======== Records for the task ========

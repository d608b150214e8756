//! Provides encoding (serialization) and decoding (deserialization) in the SimpleSerialize (SSZ)
//! format, driven by runtime type descriptors rather than by Rust types.
//!
//! A `TypeDescriptor` declares the shape of a type: a primitive, a record of named fields in a
//! fixed order, or a list of elements. A `Value` is an instance of such a type. The engine
//! turns values into bytes and back by walking the descriptor.
//!
//! ## Example
//!
//! ```rust
//! use ssz_schema::{decode_exact, encode, TypeDescriptor, Value};
//!
//! let descriptor = TypeDescriptor::record(
//!     "ProposalSignedData",
//!     vec![
//!         ("slot", TypeDescriptor::uint64()),
//!         ("shard", TypeDescriptor::uint64()),
//!         ("blockRoot", TypeDescriptor::bytes32()),
//!     ],
//! )
//! .unwrap();
//!
//! let value = Value::record(vec![
//!     ("slot", Value::uint(5)),
//!     ("shard", Value::uint(1)),
//!     ("blockRoot", Value::zero_bytes(32)),
//! ]);
//!
//! let bytes = encode(&descriptor, &value).unwrap();
//! assert_eq!(bytes.len(), 48);
//!
//! assert_eq!(decode_exact(&descriptor, &bytes).unwrap(), value);
//! ```
mod decode;
mod descriptor;
mod encode;
mod path;
mod primitive;
mod value;

pub use decode::{
    decode_list, decode_record, read_offset, sanitize_offset, DecodeError, SszDecoder,
    SszDecoderBuilder,
};
pub use descriptor::{
    DescriptorError, Field, ListDescriptor, PrimitiveKind, RecordDescriptor, TypeDescriptor,
};
pub use encode::{
    encode_length, encode_list, encode_record, encoded_len, ssz_append, EncodeError, SszEncoder,
};
pub use primitive::{decode_primitive, encode_primitive};
pub use value::Value;

pub const BYTES_PER_LENGTH_OFFSET: usize = 4;
pub const MAX_LENGTH_VALUE: usize = (1 << (BYTES_PER_LENGTH_OFFSET * 8)) - 1;

/// Encodes `value` as an instance of `descriptor`.
pub fn encode(descriptor: &TypeDescriptor, value: &Value) -> Result<Vec<u8>, EncodeError> {
    let mut buf = Vec::with_capacity(encoded_len(descriptor, value)?);

    ssz_append(descriptor, value, &mut buf)?;

    Ok(buf)
}

/// Decodes an instance of `descriptor` starting at `bytes[offset]`, returning the value and the
/// number of bytes consumed.
///
/// Fixed-size types consume exactly `descriptor.fixed_len()` bytes and may be followed by other
/// data. Variable-size types carry no length of their own and consume every byte from `offset`
/// to the end of `bytes`.
pub fn decode(
    descriptor: &TypeDescriptor,
    bytes: &[u8],
    offset: usize,
) -> Result<(Value, usize), DecodeError> {
    match descriptor {
        TypeDescriptor::Primitive(kind) => decode_primitive(*kind, bytes, offset),
        TypeDescriptor::Record(record) => decode_record(record, bytes, offset),
        TypeDescriptor::List(list) => {
            let bytes = bytes
                .get(offset..)
                .ok_or(DecodeError::OffsetOutOfBounds(offset))?;

            decode_list(list, bytes).map(|value| (value, bytes.len()))
        }
    }
}

/// Decodes `bytes` as exactly one instance of `descriptor`, failing if any bytes are left over.
pub fn decode_exact(descriptor: &TypeDescriptor, bytes: &[u8]) -> Result<Value, DecodeError> {
    let (value, consumed) = decode(descriptor, bytes, 0)?;

    if consumed != bytes.len() {
        return Err(DecodeError::TrailingBytes {
            consumed,
            len: bytes.len(),
        });
    }

    Ok(value)
}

========

:: Goal of the exercise ::
Every line above with the word "usize" is to be copied out.

:: Solution for this task ::
pub const BYTES_PER_LENGTH_OFFSET: usize = 4;
pub const MAX_LENGTH_VALUE: usize = (1 << (BYTES_PER_LENGTH_OFFSET * 8)) - 1;
    offset: usize,
) -> Result<(Value, usize), DecodeError> {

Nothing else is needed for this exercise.